I was in Fort Wayne, Ind., this past weekend for a site survey and setup trip for an upcoming Foursquare simulcast later this fall. It’s always a treat for me to meet local leaders on the front lines of ministry and this trip was no exception. On Sunday I went to a service at Life Bridge (the location for the simulcast) and went to lunch afterwards with several of the church leaders, including Pastor Bill Campbell, Mark Ellington (administrator), Aaron Jackson (worship leader), Arron Foster (tech wonder-boy) and their families. These people are the real deal and have a big heart for the community of Fort Wayne.

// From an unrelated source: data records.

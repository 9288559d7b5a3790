//! Field extraction
//!
//! Turns the raw field list of a declared type into documented fields plus
//! the names of the types inlined into it.

use crate::decl::{FieldDecl, TypeDecl, TypeExpr};
use crate::error::{CoreError, Result};
use crate::model::{DocumentationBlock, Field, FieldType};
use crate::tag::JsonTag;

/// Fields of a single declared type
#[derive(Debug, Clone, Default, PartialEq)]
pub struct ExtractedFields {
    pub fields: Vec<Field>,
    /// Normalized names of `json:",inline"` types, in declaration order
    pub embedded: Vec<String>,
}

/// Extract the documented fields of a declared type
pub fn extract_fields(decl: &TypeDecl) -> Result<ExtractedFields> {
    let mut extracted = ExtractedFields::default();

    for field in &decl.fields {
        let field_type = normalize(&field.expr).map_err(|expr| CoreError::UnsupportedType {
            type_name: decl.name.clone(),
            field: display_name(field),
            expr,
        })?;

        let tag = field
            .tag
            .as_deref()
            .and_then(JsonTag::from_struct_tag)
            .ok_or_else(|| CoreError::MissingTag {
                type_name: decl.name.clone(),
                field: display_name(field),
            })?;

        if tag.is_inline() {
            extracted.embedded.push(field_type.to_string());
            continue;
        }

        if tag.is_excluded() {
            tracing::debug!(type_name = %decl.name, field = %display_name(field), "skipping excluded field");
            continue;
        }

        let name = if tag.name.is_empty() {
            display_name(field)
        } else {
            tag.name.clone()
        };

        extracted.fields.push(Field {
            name,
            doc: DocumentationBlock::parse(&field.doc),
            field_type,
            is_required: !tag.is_omit_empty(),
        });
    }

    Ok(extracted)
}

/// Normalize a raw type expression
///
/// Unsupported shapes are returned as the error value.
pub fn normalize(expr: &TypeExpr) -> std::result::Result<FieldType, String> {
    Ok(match expr {
        TypeExpr::Ident(name) => FieldType::Named(name.clone()),
        TypeExpr::Selector { package, name } => FieldType::Qualified {
            package: package.clone(),
            name: name.clone(),
        },
        TypeExpr::Pointer(inner) => normalize(inner)?,
        TypeExpr::Array(inner) => FieldType::Sequence(Box::new(normalize(inner)?)),
        TypeExpr::Map { key, value } => FieldType::Map {
            key: Box::new(normalize(key)?),
            value: Box::new(normalize(value)?),
        },
        TypeExpr::Unsupported(source) => return Err(source.clone()),
    })
}

/// Identifier of a field, or its type name when embedded
fn display_name(field: &FieldDecl) -> String {
    field
        .ident
        .clone()
        .or_else(|| field.expr.bare_name().map(str::to_string))
        .unwrap_or_default()
}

Life Bridge is also reaching some people that many of us don’t see (sadly) in a typical church for your average Midwest suburban town. On the front row each Sunday are several women who have recently gotten out of prison. Some of them are on probation and have to wear ankle bracelets (and you’re still worried about the head covering thing?). There are also a handful of bikers that are a part of the Life Bridge Community, and they’re extending that invitation via a full blown biker weekend later this month called Cross N Dagger. How many times do you get to see a world champion knife thrower, a bunch of bikers, and a pentecostal congregation eating burgers and dogs together on a Sunday afternoon?

If that’s not enough, Life Bridge hosts homeless families–they rotate with other local churches–as a part of their relationship with the Interfaith Hospitality Network. The homeless are hosted in the church building for a week, including beds, meals and more.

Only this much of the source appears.